Doubt is a well-written, well-produced, and well-acted film, nominated for five Academy awards and successful in what it attempts to bring to its audience, but it goes one big step too far in its questions of ambiguity.
Doubt is meant to provoke several thoughtful questions within the viewer. Questions which are never answered definitively in the film, the most obvious being, "Is the priest guilty?" But it's the other questions that bring the viewer to ponder the ambiguities of life. Was Meryl Streep's character justified in creating the issue when she lacked real proof? Does the possibility of a molested child merit the soiled reputation of a possibly innocent man? Is the unusual priest/student relationship immoral if it turns out it is not sexual? Is the younger nun justified in her part of the story? What would have been the most moral response for her? for the older nun? for the priest?
All questions worth pondering. But then it goes too far. In all its weaving of ambiguity, the film then attempts to create a scenario in which the viewer questions whether a priest/student sexual relationship is necessarily immoral. What if the child is gay, neither he nor his mom objects to the relationship, and he wants and "needs" the protection and kindness of the priest because the other students bully him?

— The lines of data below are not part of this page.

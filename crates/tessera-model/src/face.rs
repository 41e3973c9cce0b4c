//! Face Records
//!
//! A face is a triangle over the mesh's point array: three point indices,
//! three per-vertex normals and a smoothing group. Faces are plain values;
//! adjacency between faces is decided purely by shared point indices, never
//! by winding order (consistent winding is the loader's responsibility).

use glam::Vec3;

/// A triangle referencing three entries of a mesh's point range
#[derive(Debug, Clone, Copy, PartialEq)]
pub struct Face {
    /// Point indices into the owning model's shared point array
    points: [u32; 3],
    /// Per-vertex normals
    pub normals: [Vec3; 3],
    /// Smoothing group identifier
    pub smoothing_group: u32,
}

impl Face {
    /// Create a face from three point indices with zeroed normals
    pub fn new(a: u32, b: u32, c: u32) -> Self {
        Self {
            points: [a, b, c],
            normals: [Vec3::ZERO; 3],
            smoothing_group: 0,
        }
    }

    /// The three point indices in loader order
    pub fn point_indices(&self) -> [u32; 3] {
        self.points
    }

    /// Point index of one corner (0..3)
    pub fn point_index(&self, corner: usize) -> u32 {
        self.points[corner]
    }

    /// Whether the face references the given point index
    pub fn contains_point(&self, point: u32) -> bool {
        self.points.contains(&point)
    }

    /// Assign the same normal to all three corners
    pub fn set_shared_normal(&mut self, normal: Vec3) {
        self.normals = [normal; 3];
    }

    /// Shift all three point indices by a fixed offset.
    ///
    /// Used when a mesh's points are relocated into the model-wide shared
    /// point array; the owning mesh must rebuild its index cache afterwards.
    pub fn offset_points(&mut self, offset: u32) {
        for p in &mut self.points {
            *p += offset;
        }
    }

    /// Number of distinct point indices this face shares with another.
    ///
    /// Counted over distinct values so the relation stays symmetric even for
    /// degenerate faces that repeat a corner.
    pub fn shared_point_count(&self, other: &Face) -> usize {
        let mut shared = 0;
        for (i, &p) in self.points.iter().enumerate() {
            // Skip duplicates within this face
            if self.points[..i].contains(&p) {
                continue;
            }
            if other.points.contains(&p) {
                shared += 1;
            }
        }
        shared
    }

    /// Whether two faces share an edge (at least two distinct point indices)
    pub fn is_adjacent_to(&self, other: &Face) -> bool {
        self.shared_point_count(other) >= 2
    }

    /// The corner values of `self` that do not appear in `other`
    pub fn points_not_in(&self, other: &Face) -> impl Iterator<Item = u32> {
        let theirs = other.points;
        self.points.into_iter().filter(move |p| !theirs.contains(p))
    }
}

#[cfg(test)]
mod tests {
    use super::*;

    #[test]
    fn test_adjacency_shared_edge() {
        let a = Face::new(0, 1, 2);
        let b = Face::new(1, 2, 3);
        assert!(a.is_adjacent_to(&b));
        assert!(b.is_adjacent_to(&a));
        assert_eq!(a.shared_point_count(&b), 2);
    }

    #[test]
    fn test_adjacency_single_point() {
        let a = Face::new(0, 1, 2);
        let b = Face::new(2, 3, 4);
        assert!(!a.is_adjacent_to(&b));
        assert_eq!(a.shared_point_count(&b), 1);
    }

    #[test]
    fn test_adjacency_symmetry_with_degenerate_face() {
        // (0, 0, 1) repeats a corner; distinct counting keeps the relation
        // symmetric with (0, 2, 3).
        let degenerate = Face::new(0, 0, 1);
        let other = Face::new(0, 2, 3);
        assert_eq!(
            degenerate.shared_point_count(&other),
            other.shared_point_count(&degenerate)
        );
        assert!(!degenerate.is_adjacent_to(&other));
    }

    #[test]
    fn test_offset_points() {
        let mut face = Face::new(0, 1, 2);
        face.offset_points(10);
        assert_eq!(face.point_indices(), [10, 11, 12]);
    }

    #[test]
    fn test_points_not_in() {
        let a = Face::new(0, 1, 2);
        let b = Face::new(1, 2, 3);
        let fresh: Vec<u32> = a.points_not_in(&b).collect();
        assert_eq!(fresh, vec![0]);
    }
}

This is not a viable question and does not merit the viewer's consideration. A sexual relationship between a child and an adult is always immoral on the part of the adult. There is no possible scenario to excuse it. Gay or straight, six years old or twelve, a child is a child, and an adult is his protector. Children are not able to make clear judgments about such complicated issues and should never be put into such a position. The mother in the film is the most unbelievable of characters, and her reasoning quite a stretch in the story line, but should there be someone like her in reality, even she must be ignored in favor of the higher good and future welfare of the child. Morality does not change based on who believes it.
I like this film. I like its throught-provoking nature. It entertains. It stretches. And Meryl Streep is always excellent. But watch with care, lest we fall into the trap of believing all is ambiguous. There is much gray in the world, but there is much that will forever remain clearly black and white, like the treatment of all our children.
18:5 And whoso shall receive one such little child in my name receiveth me:
18:6 But whoso shall cause one of these little ones that believe on me to stumble, it is profitable for him that a great millstone should be hanged about his neck, and `that' he should be sunk in the depth of the sea.